Demonstration 1: Identification of Metal Ions by Flame Tests
Materials
Some of the following ionic solids:
Barium chloride, barium hydroxide*, barium nitrate
Calcium carbonate, calcium chloride*, calcium nitrate*
Cesium carbonate*, cesium chloride*, cesium nitrate
Copper(II) acetate*, copper(II) chloride*, copper(II) sulfate
Lithium carbonate, lithium chloride*, lithium nitrate
Potassium nitrate, potassium carbonate, potassium chloride*
Rubidium carbonate*, rubidium chloride, rubidium hydroxide*
Sodium chloride, sodium nitrate*
Strontium chloride*, strontium nitrate*
*Somewhat soluble in 95% ethanol (see Procedure B)
Striker or matches
Burner
Safety goggles
Small glass bottles with screw caps for ionic solids above
Pump hair spray bottles
Petri dishes
Ethanol or methanol
Safety
Try all demonstrations ahead of time to ascertain the safest reaction conditions. Be
aware that any of these methods allows metal compounds to be released into the air.

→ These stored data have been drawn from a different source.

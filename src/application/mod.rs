//! Application services orchestrating the domain, adapters and
//! infrastructure: the embedding engine, hybrid search, and the indexer.

pub mod embedding;
pub mod indexing;
pub mod search;
//! The BIP39 English wordlist as a process-wide immutable resource

use std::collections::HashSet;

use bip39::Language;
use once_cell::sync::OnceCell;
use tracing::debug;

/// Number of words every BIP39 wordlist carries
pub const WORDLIST_SIZE: usize = 2048;

static WORDLIST: OnceCell<WordlistResource> = OnceCell::new();

/// The 2048 mnemonic words, loaded once and shared read-only afterwards
#[derive(Debug)]
pub struct WordlistResource {
    words: &'static [&'static str; WORDLIST_SIZE],
    index: HashSet<&'static str>,
}

impl WordlistResource {
    /// Load the wordlist, initializing it on first use.
    ///
    /// Concurrent first callers block until a single initialization finishes,
    /// every caller then sees the same instance.
    pub fn load() -> &'static WordlistResource {
        WORDLIST.get_or_init(|| {
            let words = Language::English.word_list();
            let index: HashSet<&'static str> = words.iter().copied().collect();
            debug!(words = index.len(), "Loaded mnemonic wordlist");
            WordlistResource { words, index }
        })
    }

    /// Check whether a word belongs to the list
    pub fn contains(&self, word: &str) -> bool {
        self.index.contains(word)
    }

    /// Number of words in the list
    pub fn len(&self) -> usize {
        self.words.len()
    }

    /// Always false once loaded
    pub fn is_empty(&self) -> bool {
        self.words.is_empty()
    }

    /// Words in their canonical order
    pub fn words(&self) -> &'static [&'static str] {
        self.words
    }
}
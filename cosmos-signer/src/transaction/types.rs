//! Transaction wire types consumed by the signing protocol

use prost::Message;
use serde::{Deserialize, Serialize};

use crate::crypto::hash::sha256;

/// The document a signer commits to.
///
/// Field numbers follow `cosmos.tx.v1beta1.SignDoc`; the encoding of this
/// message is what gets hashed and signed.
#[derive(Clone, PartialEq, Message)]
pub struct SignDoc {
    /// Pre-serialized `TxBody`
    #[prost(bytes = "vec", tag = "1")]
    pub body_bytes: Vec<u8>,
    /// Pre-serialized `AuthInfo`
    #[prost(bytes = "vec", tag = "2")]
    pub auth_info_bytes: Vec<u8>,
    #[prost(string, tag = "3")]
    pub chain_id: String,
    #[prost(uint64, tag = "4")]
    pub account_number: u64,
}

impl SignDoc {
    pub fn to_bytes(&self) -> Vec<u8> {
        self.encode_to_vec()
    }

    /// SHA-256 of the encoded document
    pub fn hash(&self) -> [u8; 32] {
        sha256(&self.to_bytes())
    }
}

/// A transaction in raw form: opaque body and auth info plus one signature per signer.
///
/// Field numbers follow `cosmos.tx.v1beta1.TxRaw`.
#[derive(Clone, PartialEq, Message)]
pub struct Tx {
    #[prost(bytes = "vec", tag = "1")]
    pub body_bytes: Vec<u8>,
    #[prost(bytes = "vec", tag = "2")]
    pub auth_info_bytes: Vec<u8>,
    /// Signatures in `signer_infos` order
    #[prost(bytes = "vec", repeated, tag = "3")]
    pub signatures: Vec<Vec<u8>>,
}

impl Tx {
    /// Create an unsigned transaction from externally serialized parts
    pub fn new(body_bytes: Vec<u8>, auth_info_bytes: Vec<u8>) -> Self {
        Self {
            body_bytes,
            auth_info_bytes,
            signatures: Vec::new(),
        }
    }

    /// Encoded `TxRaw`, ready for a broadcaster
    pub fn to_bytes(&self) -> Vec<u8> {
        self.encode_to_vec()
    }

    /// The sign document bytes for one signer of this transaction
    pub fn sign_doc_bytes(&self, chain_id: &str, account_number: u64) -> Vec<u8> {
        super::build_sign_doc(&self.body_bytes, &self.auth_info_bytes, chain_id, account_number)
    }

    pub fn is_signed(&self) -> bool {
        !self.signatures.is_empty()
    }
}

/// On-chain account data as returned by an account query
#[derive(Debug, Clone, PartialEq, Eq, Serialize, Deserialize)]
pub struct AccountInfo {
    /// Bech32 account address
    pub address: String,
    pub account_number: u64,
    /// Sequence already encoded by the caller into the auth info
    pub sequence: u64,
}

impl AccountInfo {
    pub fn new(address: impl Into<String>, account_number: u64, sequence: u64) -> Self {
        Self {
            address: address.into(),
            account_number,
            sequence,
        }
    }
}
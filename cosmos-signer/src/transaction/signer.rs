//! Sign document construction and transaction signing

use tracing::{debug, instrument};

use super::types::{AccountInfo, SignDoc, Tx};
use crate::crypto::hash::sha256;
use crate::crypto::keys::{NonceMode, PrivateKey, Signature};
use crate::error::{Error, Result};

/// Transaction signer
pub trait TransactionSigner {
    /// Sign `tx` for `account_number` on `chain_id`, appending the signature
    fn sign_transaction(&self, tx: &mut Tx, chain_id: &str, account_number: u64) -> Result<Signature>;
}

impl TransactionSigner for PrivateKey {
    fn sign_transaction(&self, tx: &mut Tx, chain_id: &str, account_number: u64) -> Result<Signature> {
        Ok(sign_transaction(tx, self, chain_id, account_number, NonceMode::Deterministic))
    }
}

/// Encode the sign document for the given transaction parts.
///
/// Standard proto3 rules apply: empty fields and a zero account number are
/// omitted from the output.
pub fn build_sign_doc(
    body_bytes: &[u8],
    auth_info_bytes: &[u8],
    chain_id: &str,
    account_number: u64,
) -> Vec<u8> {
    SignDoc {
        body_bytes: body_bytes.to_vec(),
        auth_info_bytes: auth_info_bytes.to_vec(),
        chain_id: chain_id.to_string(),
        account_number,
    }
    .to_bytes()
}

/// SHA-256 of the sign document, the digest each signer actually signs
pub fn sign_doc_hash(
    body_bytes: &[u8],
    auth_info_bytes: &[u8],
    chain_id: &str,
    account_number: u64,
) -> [u8; 32] {
    sha256(&build_sign_doc(body_bytes, auth_info_bytes, chain_id, account_number))
}

/// Sign `tx` with a single signer and append the signature to it.
///
/// The signature is always canonical (low-S).
#[instrument(skip_all, fields(chain_id = %chain_id, account_number = account_number))]
pub fn sign_transaction(
    tx: &mut Tx,
    signer: &PrivateKey,
    chain_id: &str,
    account_number: u64,
    nonce: NonceMode,
) -> Signature {
    let sign_doc = tx.sign_doc_bytes(chain_id, account_number);
    let signature = signer.sign(&sign_doc, nonce, true);
    tx.signatures.push(signature.to_vec());

    debug!(signatures = tx.signatures.len(), "Signed transaction");
    signature
}

/// Sign `tx` with several signers, each against its own account number.
///
/// `signers[i]` signs with `accounts[i].account_number`. Signatures are
/// returned and appended in signer order, which must match the order of the
/// transaction's signer infos.
#[instrument(skip_all, fields(chain_id = %chain_id, signers = signers.len()))]
pub fn multi_sign_transaction(
    tx: &mut Tx,
    signers: &[PrivateKey],
    chain_id: &str,
    accounts: &[AccountInfo],
    nonce: NonceMode,
) -> Result<Vec<Signature>> {
    if signers.len() != accounts.len() {
        return Err(Error::SignerAccountMismatch {
            signers: signers.len(),
            accounts: accounts.len(),
        });
    }

    let signatures: Vec<Signature> = signers
        .iter()
        .zip(accounts)
        .map(|(signer, account)| {
            let sign_doc = tx.sign_doc_bytes(chain_id, account.account_number);
            signer.sign(&sign_doc, nonce, true)
        })
        .collect();

    tx.signatures
        .extend(signatures.iter().map(Signature::to_vec));

    debug!(signatures = tx.signatures.len(), "Signed transaction with multiple signers");
    Ok(signatures)
}
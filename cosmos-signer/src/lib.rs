//! Cosmos Signer - key derivation and transaction signing core
//!
//! This library derives secp256k1 keys from BIP39-style mnemonics along
//! fixed-depth BIP-44 paths, and produces deterministic, canonical (low-S)
//! ECDSA signatures over Cosmos SDK sign documents.
//!
//! Transport, protobuf schemas for transaction bodies and key storage live
//! elsewhere: this crate only consumes their serialized bytes.

pub mod error;
pub mod config;
pub mod crypto;
pub mod account;
pub mod transaction;

// Re-export commonly used types for convenience
pub use account::{Address, Wallet};
pub use config::SignerConfig;
pub use crypto::keys::{
    derive_child_key_from_mnemonic, DerivationPath, ExtendedKey, KeyPair, NonceMode, PrivateKey,
    PublicKey, Signature,
};
pub use crypto::mnemonic::{Mnemonic, Seed};
pub use error::{Error, Result};
pub use transaction::{
    build_sign_doc, multi_sign_transaction, sign_doc_hash, sign_transaction, AccountInfo, SignDoc, TransactionSigner, Tx,
};

/// Library version
pub const VERSION: &str = env!("CARGO_PKG_VERSION");
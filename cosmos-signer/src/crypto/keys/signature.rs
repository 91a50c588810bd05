//! Compact secp256k1 ECDSA signatures and nonce selection

use std::fmt;
use std::str::FromStr;

use secp256k1::{ecdsa, SecretKey};
use serde::{Deserialize, Serialize};

use crate::error::{Error, Result};

/// Length of a compact `r || s` signature
pub const SIGNATURE_LENGTH: usize = 64;

/// Half of the secp256k1 group order, the upper bound of a canonical `s`
const HALF_ORDER: [u8; 32] = [
    0x7f, 0xff, 0xff, 0xff, 0xff, 0xff, 0xff, 0xff, 0xff, 0xff, 0xff, 0xff, 0xff, 0xff, 0xff,
    0xff, 0x5d, 0x57, 0x6e, 0x73, 0x57, 0xa4, 0x50, 0x1d, 0xdf, 0xe9, 0x2f, 0x46, 0x68, 0x1b,
    0x20, 0xa0,
];

/// How the per-signature ECDSA nonce is chosen
#[derive(Debug, Clone, Copy, PartialEq, Eq, Default, Serialize, Deserialize)]
#[serde(rename_all = "lowercase")]
pub enum NonceMode {
    /// RFC 6979: the nonce is a function of the key and the digest
    #[default]
    Deterministic,
    /// RFC 6979 mixed with fresh OS randomness
    Random,
}

impl FromStr for NonceMode {
    type Err = Error;

    fn from_str(s: &str) -> Result<Self> {
        match s.trim().to_ascii_lowercase().as_str() {
            "deterministic" => Ok(Self::Deterministic),
            "random" => Ok(Self::Random),
            other => Err(Error::UnsupportedInput(format!("unknown nonce mode: {}", other))),
        }
    }
}

impl fmt::Display for NonceMode {
    fn fmt(&self, f: &mut fmt::Formatter<'_>) -> fmt::Result {
        match self {
            Self::Deterministic => f.write_str("deterministic"),
            Self::Random => f.write_str("random"),
        }
    }
}

/// A raw 64-byte ECDSA signature, big-endian `r` followed by big-endian `s`
#[derive(Clone, Copy, PartialEq, Eq, Hash)]
pub struct Signature([u8; SIGNATURE_LENGTH]);

impl Signature {
    /// Parse a compact signature
    pub fn from_bytes(bytes: &[u8]) -> Result<Self> {
        let bytes: [u8; SIGNATURE_LENGTH] = bytes.try_into().map_err(|_| {
            Error::InvalidSignature(format!(
                "expected {} bytes, got {}",
                SIGNATURE_LENGTH,
                bytes.len()
            ))
        })?;
        Ok(Self(bytes))
    }

    pub fn as_bytes(&self) -> &[u8; SIGNATURE_LENGTH] {
        &self.0
    }

    pub fn to_bytes(&self) -> [u8; SIGNATURE_LENGTH] {
        self.0
    }

    pub fn to_vec(&self) -> Vec<u8> {
        self.0.to_vec()
    }

    pub fn r(&self) -> &[u8] {
        &self.0[..32]
    }

    pub fn s(&self) -> &[u8] {
        &self.0[32..]
    }

    /// Whether `s` lies in the lower half of the group order
    pub fn is_low_s(&self) -> bool {
        self.s() <= &HALF_ORDER[..]
    }

    /// The same signature with `s` replaced by `n - s`
    pub fn negate_s(&self) -> Result<Self> {
        let s = SecretKey::from_slice(self.s())
            .map_err(|_| Error::InvalidSignature("s is zero or not below the curve order".to_string()))?;

        let mut bytes = self.0;
        bytes[32..].copy_from_slice(&s.negate().secret_bytes());
        Ok(Self(bytes))
    }

    pub fn to_hex(&self) -> String {
        hex::encode(self.0)
    }

    pub(crate) fn to_ecdsa(self) -> Option<ecdsa::Signature> {
        ecdsa::Signature::from_compact(&self.0).ok()
    }
}

impl From<ecdsa::Signature> for Signature {
    fn from(signature: ecdsa::Signature) -> Self {
        Self(signature.serialize_compact())
    }
}

impl AsRef<[u8]> for Signature {
    fn as_ref(&self) -> &[u8] {
        &self.0
    }
}

impl fmt::Debug for Signature {
    fn fmt(&self, f: &mut fmt::Formatter<'_>) -> fmt::Result {
        write!(f, "Signature({})", self.to_hex())
    }
}

impl fmt::Display for Signature {
    fn fmt(&self, f: &mut fmt::Formatter<'_>) -> fmt::Result {
        f.write_str(&self.to_hex())
    }
}
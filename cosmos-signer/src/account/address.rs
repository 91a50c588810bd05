//! Bech32 account addresses

use std::fmt;
use std::str::FromStr;

use bech32::{FromBase32, ToBase32, Variant};
use serde::{Deserialize, Serialize};

use crate::crypto::hash::hash160;
use crate::crypto::keys::PublicKey;
use crate::error::{Error, Result};

/// Length of an account address payload
pub const ADDRESS_LENGTH: usize = 20;

/// Address prefix of the Cosmos Hub
pub const DEFAULT_PREFIX: &str = "cosmos";

/// An account address: `RIPEMD160(SHA256(compressed public key))` in bech32
#[derive(Debug, Clone, PartialEq, Eq, Hash, Serialize, Deserialize)]
#[serde(try_from = "String", into = "String")]
pub struct Address {
    prefix: String,
    bytes: [u8; ADDRESS_LENGTH],
    encoded: String,
}

impl Address {
    /// Derive the address of a public key
    pub fn from_public_key(public_key: &PublicKey, prefix: &str) -> Result<Self> {
        Self::from_bytes(&hash160(&public_key.to_bytes()), prefix)
    }

    /// Wrap a raw 20-byte address payload
    pub fn from_bytes(bytes: &[u8], prefix: &str) -> Result<Self> {
        let bytes: [u8; ADDRESS_LENGTH] = bytes.try_into().map_err(|_| {
            Error::UnsupportedInput(format!(
                "address must be {} bytes, got {}",
                ADDRESS_LENGTH,
                bytes.len()
            ))
        })?;

        let encoded = bech32::encode(prefix, bytes.to_base32(), Variant::Bech32)
            .map_err(|e| Error::InvalidAddress(format!("bad prefix {:?}: {}", prefix, e)))?;

        Ok(Self {
            prefix: prefix.to_string(),
            bytes,
            encoded,
        })
    }

    /// Parse a bech32 address string
    pub fn from_bech32(s: &str) -> Result<Self> {
        let (prefix, data, variant) =
            bech32::decode(s).map_err(|e| Error::InvalidAddress(format!("{}: {}", s, e)))?;
        if variant != Variant::Bech32 {
            return Err(Error::InvalidAddress(format!("{}: not a bech32 address", s)));
        }

        let bytes = Vec::<u8>::from_base32(&data)
            .map_err(|e| Error::InvalidAddress(format!("{}: {}", s, e)))?;
        if bytes.len() != ADDRESS_LENGTH {
            return Err(Error::InvalidAddress(format!(
                "{}: expected {} byte payload, got {}",
                s,
                ADDRESS_LENGTH,
                bytes.len()
            )));
        }

        Self::from_bytes(&bytes, &prefix)
    }

    pub fn prefix(&self) -> &str {
        &self.prefix
    }

    pub fn as_bytes(&self) -> &[u8; ADDRESS_LENGTH] {
        &self.bytes
    }

    pub fn to_bech32(&self) -> &str {
        &self.encoded
    }
}

impl FromStr for Address {
    type Err = Error;

    fn from_str(s: &str) -> Result<Self> {
        Self::from_bech32(s)
    }
}

impl TryFrom<String> for Address {
    type Error = Error;

    fn try_from(s: String) -> Result<Self> {
        Self::from_bech32(&s)
    }
}

impl From<Address> for String {
    fn from(address: Address) -> Self {
        address.encoded
    }
}

impl fmt::Display for Address {
    fn fmt(&self, f: &mut fmt::Formatter<'_>) -> fmt::Result {
        f.write_str(&self.encoded)
    }
}
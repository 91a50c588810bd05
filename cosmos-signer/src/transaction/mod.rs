//! Transaction functionality
//!
//! This module builds the sign documents for externally serialized
//! transactions and signs them for one or more signers.

mod signer;
pub mod types;

pub use signer::*;
pub use types::*;
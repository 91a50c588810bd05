//! secp256k1 public keys

use std::fmt;

use base64::{engine::general_purpose::STANDARD, Engine as _};
use secp256k1::{Message, Secp256k1};

use super::signature::Signature;
use crate::crypto::hash::sha256;
use crate::error::{Error, Result};

/// Length of a compressed public key
pub const PUBLIC_KEY_LENGTH: usize = 33;

/// Length of an uncompressed public key
pub const UNCOMPRESSED_PUBLIC_KEY_LENGTH: usize = 65;

/// A point on secp256k1, usable without the matching private scalar
#[derive(Clone, Copy, PartialEq, Eq)]
pub struct PublicKey(secp256k1::PublicKey);

impl PublicKey {
    /// Parse a compressed (33 bytes) or uncompressed (65 bytes) point
    pub fn from_bytes(bytes: &[u8]) -> Result<Self> {
        match bytes.len() {
            PUBLIC_KEY_LENGTH | UNCOMPRESSED_PUBLIC_KEY_LENGTH => secp256k1::PublicKey::from_slice(bytes)
                .map(Self)
                .map_err(|e| Error::InvalidPublicKey(e.to_string())),
            len => Err(Error::UnsupportedInput(format!(
                "public key must be {} or {} bytes, got {}",
                PUBLIC_KEY_LENGTH, UNCOMPRESSED_PUBLIC_KEY_LENGTH, len
            ))),
        }
    }

    pub fn from_hex(s: &str) -> Result<Self> {
        let bytes = hex::decode(s).map_err(|e| Error::InvalidPublicKey(format!("bad hex: {}", e)))?;
        Self::from_bytes(&bytes)
    }

    pub fn from_base64(s: &str) -> Result<Self> {
        let bytes = STANDARD
            .decode(s)
            .map_err(|e| Error::InvalidPublicKey(format!("bad base64: {}", e)))?;
        Self::from_bytes(&bytes)
    }

    /// Compressed point encoding
    pub fn to_bytes(&self) -> [u8; PUBLIC_KEY_LENGTH] {
        self.0.serialize()
    }

    pub fn to_hex(&self) -> String {
        hex::encode(self.to_bytes())
    }

    pub fn to_base64(&self) -> String {
        STANDARD.encode(self.to_bytes())
    }

    /// Verify a signature over `message`, hashed with SHA-256.
    ///
    /// Returns `false` for malformed signatures as well as mismatching ones.
    pub fn verify(&self, message: &[u8], signature: &[u8]) -> bool {
        self.verify_digest(&sha256(message), signature)
    }

    /// Verify a signature over a precomputed 32-byte digest.
    ///
    /// Either form of `s` is accepted.
    pub fn verify_digest(&self, digest: &[u8; 32], signature: &[u8]) -> bool {
        let message = Message::from_digest(*digest);
        let Some(mut signature) = Signature::from_bytes(signature).ok().and_then(Signature::to_ecdsa) else {
            return false;
        };
        // libsecp256k1 refuses high-S outright
        signature.normalize_s();

        Secp256k1::verification_only()
            .verify_ecdsa(&message, &signature, &self.0)
            .is_ok()
    }

    pub(crate) fn inner(&self) -> &secp256k1::PublicKey {
        &self.0
    }
}

impl From<secp256k1::PublicKey> for PublicKey {
    fn from(key: secp256k1::PublicKey) -> Self {
        Self(key)
    }
}

impl fmt::Debug for PublicKey {
    fn fmt(&self, f: &mut fmt::Formatter<'_>) -> fmt::Result {
        write!(f, "PublicKey({})", self.to_hex())
    }
}

impl fmt::Display for PublicKey {
    fn fmt(&self, f: &mut fmt::Formatter<'_>) -> fmt::Result {
        f.write_str(&self.to_hex())
    }
}

#[cfg(test)]
mod tests {
    use super::*;

    const COMPRESSED: &str = "0257bee208dc8028d2d043bee07b0281a6f959190ed18a2a9984d66507998d9668";

    #[test]
    fn test_from_bytes_round_trip() {
        let key = PublicKey::from_hex(COMPRESSED).unwrap();
        assert_eq!(key.to_hex(), COMPRESSED);
        assert_eq!(PublicKey::from_bytes(&key.to_bytes()).unwrap(), key);
        assert_eq!(PublicKey::from_base64(&key.to_base64()).unwrap(), key);
    }

    #[test]
    fn test_uncompressed_input_is_compressed_on_output() {
        let key = PublicKey::from_hex(COMPRESSED).unwrap();
        let uncompressed = key.inner().serialize_uncompressed();
        let parsed = PublicKey::from_bytes(&uncompressed).unwrap();
        assert_eq!(parsed.to_hex(), COMPRESSED);
    }

    #[test]
    fn test_rejects_bad_input() {
        assert!(matches!(
            PublicKey::from_bytes(&[2u8; 32]),
            Err(Error::UnsupportedInput(_))
        ));
        // Correct length, but 0x05 is not a valid point prefix
        let mut bytes = hex::decode(COMPRESSED).unwrap();
        bytes[0] = 0x05;
        assert!(matches!(
            PublicKey::from_bytes(&bytes),
            Err(Error::InvalidPublicKey(_))
        ));
        assert!(matches!(
            PublicKey::from_hex("not hex"),
            Err(Error::InvalidPublicKey(_))
        ));
    }

    #[test]
    fn test_verify_never_panics_on_garbage() {
        let key = PublicKey::from_hex(COMPRESSED).unwrap();
        assert!(!key.verify(b"message", &[]));
        assert!(!key.verify(b"message", &[0u8; 64]));
        assert!(!key.verify_digest(&[0u8; 32], &[1u8; 65]));
        // s at or above the group order does not parse
        assert!(!key.verify_digest(&[1u8; 32], &[0xffu8; 64]));
    }

    #[test]
    fn test_verify_accepts_high_s() {
        let key = PublicKey::from_hex(COMPRESSED).unwrap();
        let low = Signature::from_bytes(&hex::decode(
            "98470163c4afa1b0113b7f175811064a9c34a73cd39f9b568555c84c3212a2c9528c6665cfd37212f0d6e5abd5b80e0b5c437bf61ed0eb0ef3875770d4ef99ab",
        ).unwrap())
        .unwrap();
        let high = low.negate_s().unwrap();
        assert!(!high.is_low_s());

        assert!(key.verify(b"hello world", low.as_bytes()));
        assert!(key.verify(b"hello world", high.as_bytes()));
        assert!(!key.verify(b"hello there", high.as_bytes()));
    }
}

Use adequate ventilation. Always wear safety goggles for chemical demonstrations.


Procedure A: Several Powdered Solids
Select several metallic salts from the preceding list. Powder each by crushing a one-tablespoon
sample in a clean mortar and pestle. Place each powder in a separate labeled, tightly capped bottle
(100-mL or larger). Set up a burner, making sure the flame is the normal light blue. Vigorously
shake each bottle one at a time to create a finely divided solid mist, and remove the cap
while holding the mouth of the bottle upright and close to the burner's air intake. A prolonged colored
flame will be observed. If the procedure is carried out in a darkened room and students are
provided with inexpensive plastic diffraction gratings (available as 2" x 2" mounted
slides from Edmund Scientific, Great Barrington, NJ 08007), they may be able to observe the line
spectra of the metals.
Procedure B: Ethanol (or Methanol) Solutions
The solids in the preceding list that are marked with asterisks (*) are
somewhat soluble in ethanol (or methanol) and are good choices for use in this procedure. Place a
pea-sized quantity of several of these powdered solids in glass Petri dishes or small beakers.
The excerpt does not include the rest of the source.